The statement follows a recent visit to Kabul by a WHO team led by the agency’s director general, Tedros Adhanom Ghebreyesus, who also met with Taliban and other leaders.
âThe country faces an impending humanitarian catastrophe,â the WHO said, adding that thousands of health facilities lack funding for medical supplies and health worker salaries.
âMany of these facilities have now downsized or closed, forcing health providers to make tough decisions about who to save and who to let die,â the WHO said and also stressed âthe need for women to maintain the ‘access to education, health care, and health personnel’.
Griffiths warned that “allowing the Afghan health care delivery system to collapse would be disastrous.”
People across Afghanistan, he added, “would be denied access to primary health care such as emergency cesarean sections and trauma care.”
Earlier, the Taliban wrote to the United Nations to announce that Suhail Shaheen, a former peace negotiator and spokesperson for the Taliban’s political bureau, was their new representative at the UN.
They requested that Mr. Shaheen be allowed to address the United Nations General Assembly underway in New York.

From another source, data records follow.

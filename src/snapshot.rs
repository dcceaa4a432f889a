use std::time::Duration;

use serde::Serialize;

use crate::cpu::{self, CpuReport};
use crate::disk::{self, DiskInfo};
use crate::error::Result;
use crate::memory::{self, MemoryInfo};
use crate::net::{self, InterfaceInfo};
use crate::source::FileSource;

/// Everything the agent reports for one host at one point in time.
#[derive(Clone, Debug, Serialize)]
pub struct HostSnapshot {
    pub cpu: CpuReport,
    pub memory: MemoryInfo,
    pub disk: DiskInfo,
    pub interfaces: Vec<InterfaceInfo>,
}

/// Collects a full snapshot at the default one-second sampling interval.
pub async fn gather<S: FileSource>(source: &S) -> Result<HostSnapshot> {
    gather_with_interval(source, cpu::SAMPLE_INTERVAL).await
}

/// The CPU report pays the sampling interval; memory, disk, and network
/// are instantaneous. Disk space comes from a syscall against the live
/// mount table, not from `source`.
pub async fn gather_with_interval<S: FileSource>(
    source: &S,
    interval: Duration,
) -> Result<HostSnapshot> {
    let cpu = cpu::build(source, interval)
        .await
        .map_err(|err| err.stage("cpu report"))?;
    let memory = memory::read(source).map_err(|err| err.stage("memory read"))?;
    let disk = disk::read().map_err(|err| err.stage("disk read"))?;
    let interfaces = net::read(source).map_err(|err| err.stage("network read"))?;

    Ok(HostSnapshot {
        cpu,
        memory,
        disk,
        interfaces,
    })
}
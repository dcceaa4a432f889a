use std::path::PathBuf;

use clap::Parser;
use color_eyre::Result;
use tracing_subscriber::EnvFilter;

use vitals::config::{Config, load_config, load_config_from_path};
use vitals::render;
use vitals::snapshot;
use vitals::source::HostFs;

#[derive(Parser)]
#[command(
    name = "vitals",
    about = "Point-in-time host vitals from the kernel pseudo-files"
)]
struct Cli {
    /// Path to config file
    #[arg(long)]
    config: Option<PathBuf>,

    /// Read kernel pseudo-files under this prefix instead of /
    #[arg(long)]
    root: Option<PathBuf>,

    /// Output format: table or json
    #[arg(long)]
    format: Option<String>,

    /// Skip the per-core utilization rows in table output
    #[arg(long, default_value_t = false)]
    no_per_core: bool,
}

#[tokio::main(flavor = "current_thread")]
async fn main() -> Result<()> {
    color_eyre::install()?;
    tracing_subscriber::fmt()
        .with_env_filter(EnvFilter::from_default_env())
        .with_writer(std::io::stderr)
        .init();

    let cli = Cli::parse();
    let config = load_config_for_cli(&cli);

    let source = match &config.general.root {
        Some(root) => HostFs::rooted(root),
        None => HostFs::new(),
    };

    // One snapshot per invocation. The sampling interval inside gather is
    // the only long suspension, so losing the race to Ctrl-C abandons the
    // sample right there.
    let snapshot = tokio::select! {
        result = snapshot::gather(&source) => result?,
        _ = tokio::signal::ctrl_c() => return Ok(()),
    };

    match config.output.format.as_str() {
        "json" => println!("{}", serde_json::to_string_pretty(&snapshot)?),
        _ => {
            for line in render::table(&snapshot, config.output.per_core) {
                println!("{line}");
            }
        }
    }

    Ok(())
}

fn load_config_for_cli(cli: &Cli) -> Config {
    let mut config = match &cli.config {
        Some(path) => load_config_from_path(path),
        None => load_config(),
    };

    if let Some(ref root) = cli.root {
        config.general.root = Some(root.clone());
    }
    if let Some(ref format) = cli.format {
        config.output.format = format.clone();
    }
    if cli.no_per_core {
        config.output.per_core = false;
    }

    config
}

âWe have all the conditions necessary for the recognition of a government.
“We therefore hope that the United Nations, as a neutral global body, will recognize the current government of Afghanistan,” Shaheen said.
Afghanistan is listed as the last speaker at Monday’s ministerial meeting, and if no global recognition of the Taliban arrives by then, Afghan Ambassador Ghulam Isaczai will deliver the speech.
Mr Isaczai is currently recognized as his country’s ambassador to the UN, but the Taliban, who invaded most of Afghanistan last month as US and NATO forces were in the final stages of their chaotic withdrawal from the country, assert that they are now in charge and have the right to appoint ambassadors.
Since coming to power and Afghan President Ashraf Ghani fled the country, the Taliban have appointed an all-male cabinet made up mostly of hard-line supporters from their time ruled Afghanistan at the end of the 1990s, including several people on the UN sanctions list.
Among those on the UN’s so-called âblacklistâ is Amir Khan Mutaqqi, the Taliban’s foreign minister and author of the letter to the UN, asking Mr. Shaheen to send to the General Assembly.
The decision rests with a UN committee that usually meets in November and will deliver a decision “in due course,” General Assembly spokeswoman Monica Grayley said.
Meanwhile, attackers hit vehicles with Taliban fighters in eastern Afghanistan, witnesses said, killing at least two fighters and three civilians.
In an attack, gunmen opened fire on a Taliban vehicle at a local gas station in the provincial capital of Jalalabad, killing two fighters, a gas station attendant and a child.
A second child was killed and two Taliban fighters were injured in a bombardment of another Taliban vehicle.
A third attack, also a shelling of a Taliban vehicle in Jalalabad, injured a person nearby, but it was not clear whether that person was a Taliban member or a civilian.
No one has claimed immediate responsibility for Wednesday’s attacks, although the so-called Islamic State group, headquartered in eastern Afghanistan, said it was behind similar attacks in Jalalabad last week which left eight people dead.
The Taliban and IS are enemies, and the attacks have raised the specter of a wider conflict between longtime rivals.